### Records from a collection

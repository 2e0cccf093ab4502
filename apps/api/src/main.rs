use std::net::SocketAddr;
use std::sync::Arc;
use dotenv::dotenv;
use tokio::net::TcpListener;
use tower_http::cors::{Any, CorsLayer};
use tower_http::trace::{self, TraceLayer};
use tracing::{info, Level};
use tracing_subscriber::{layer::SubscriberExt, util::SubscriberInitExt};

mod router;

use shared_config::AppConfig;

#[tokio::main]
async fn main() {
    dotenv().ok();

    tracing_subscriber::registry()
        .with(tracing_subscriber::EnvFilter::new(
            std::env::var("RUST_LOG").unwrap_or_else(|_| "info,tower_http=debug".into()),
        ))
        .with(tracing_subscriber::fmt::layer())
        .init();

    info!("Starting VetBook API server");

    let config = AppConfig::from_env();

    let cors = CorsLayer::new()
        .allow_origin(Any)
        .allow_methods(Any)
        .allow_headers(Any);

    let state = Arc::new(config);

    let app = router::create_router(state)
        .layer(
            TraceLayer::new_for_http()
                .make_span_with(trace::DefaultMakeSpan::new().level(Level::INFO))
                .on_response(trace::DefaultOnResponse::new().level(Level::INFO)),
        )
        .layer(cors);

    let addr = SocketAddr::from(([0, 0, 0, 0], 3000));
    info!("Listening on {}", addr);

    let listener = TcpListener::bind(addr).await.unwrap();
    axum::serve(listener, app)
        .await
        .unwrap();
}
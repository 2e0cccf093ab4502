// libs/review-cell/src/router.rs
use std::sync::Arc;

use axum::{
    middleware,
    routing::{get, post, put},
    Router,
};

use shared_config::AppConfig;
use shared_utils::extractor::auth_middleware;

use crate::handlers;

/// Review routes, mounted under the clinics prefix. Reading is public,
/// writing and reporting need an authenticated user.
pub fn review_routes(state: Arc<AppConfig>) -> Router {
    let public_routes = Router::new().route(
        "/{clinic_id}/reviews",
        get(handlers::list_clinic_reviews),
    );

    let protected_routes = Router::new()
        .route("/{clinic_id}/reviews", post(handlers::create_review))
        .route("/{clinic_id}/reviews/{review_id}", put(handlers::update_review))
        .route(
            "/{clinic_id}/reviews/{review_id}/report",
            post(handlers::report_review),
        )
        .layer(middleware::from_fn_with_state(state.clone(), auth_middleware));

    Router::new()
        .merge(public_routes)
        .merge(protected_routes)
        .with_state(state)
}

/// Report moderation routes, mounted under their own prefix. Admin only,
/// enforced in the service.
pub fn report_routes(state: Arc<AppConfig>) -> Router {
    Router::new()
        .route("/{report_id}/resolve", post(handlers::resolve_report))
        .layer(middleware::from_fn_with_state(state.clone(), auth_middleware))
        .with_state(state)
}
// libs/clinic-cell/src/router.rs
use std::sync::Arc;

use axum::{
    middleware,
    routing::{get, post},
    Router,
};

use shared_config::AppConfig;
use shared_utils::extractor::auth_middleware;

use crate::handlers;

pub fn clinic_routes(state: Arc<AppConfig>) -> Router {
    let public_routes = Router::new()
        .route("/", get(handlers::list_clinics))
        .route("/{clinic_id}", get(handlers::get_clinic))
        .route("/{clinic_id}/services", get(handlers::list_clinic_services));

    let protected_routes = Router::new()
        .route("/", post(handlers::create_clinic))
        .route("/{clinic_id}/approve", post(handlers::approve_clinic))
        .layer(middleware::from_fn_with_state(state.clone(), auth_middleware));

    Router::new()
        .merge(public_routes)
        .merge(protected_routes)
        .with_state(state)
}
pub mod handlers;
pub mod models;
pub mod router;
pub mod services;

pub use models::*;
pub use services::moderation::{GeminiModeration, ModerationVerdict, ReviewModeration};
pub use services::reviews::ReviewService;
* * *
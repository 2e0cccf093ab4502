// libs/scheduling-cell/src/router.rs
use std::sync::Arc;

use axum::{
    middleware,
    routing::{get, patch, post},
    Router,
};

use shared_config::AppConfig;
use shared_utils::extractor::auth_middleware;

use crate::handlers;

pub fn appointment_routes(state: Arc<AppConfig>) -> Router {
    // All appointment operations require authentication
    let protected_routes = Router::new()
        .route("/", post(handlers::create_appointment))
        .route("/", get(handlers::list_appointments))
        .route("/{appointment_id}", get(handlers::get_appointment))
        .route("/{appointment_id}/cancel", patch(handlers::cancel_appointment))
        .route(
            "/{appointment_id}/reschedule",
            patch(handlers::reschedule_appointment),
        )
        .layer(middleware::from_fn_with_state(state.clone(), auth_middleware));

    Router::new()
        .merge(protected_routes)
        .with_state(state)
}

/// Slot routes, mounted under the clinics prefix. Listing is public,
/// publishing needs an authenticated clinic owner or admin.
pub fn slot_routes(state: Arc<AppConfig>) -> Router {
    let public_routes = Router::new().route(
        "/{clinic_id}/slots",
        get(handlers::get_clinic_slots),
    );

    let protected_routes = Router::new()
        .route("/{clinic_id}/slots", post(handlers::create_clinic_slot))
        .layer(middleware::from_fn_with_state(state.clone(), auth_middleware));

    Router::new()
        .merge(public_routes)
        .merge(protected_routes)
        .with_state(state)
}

### Task objective
Identify the lines above that contain the word "Level", then copy them.

### Response below
use tracing::{info, Level};
                .make_span_with(trace::DefaultMakeSpan::new().level(Level::INFO))
                .on_response(trace::DefaultOnResponse::new().level(Level::INFO)),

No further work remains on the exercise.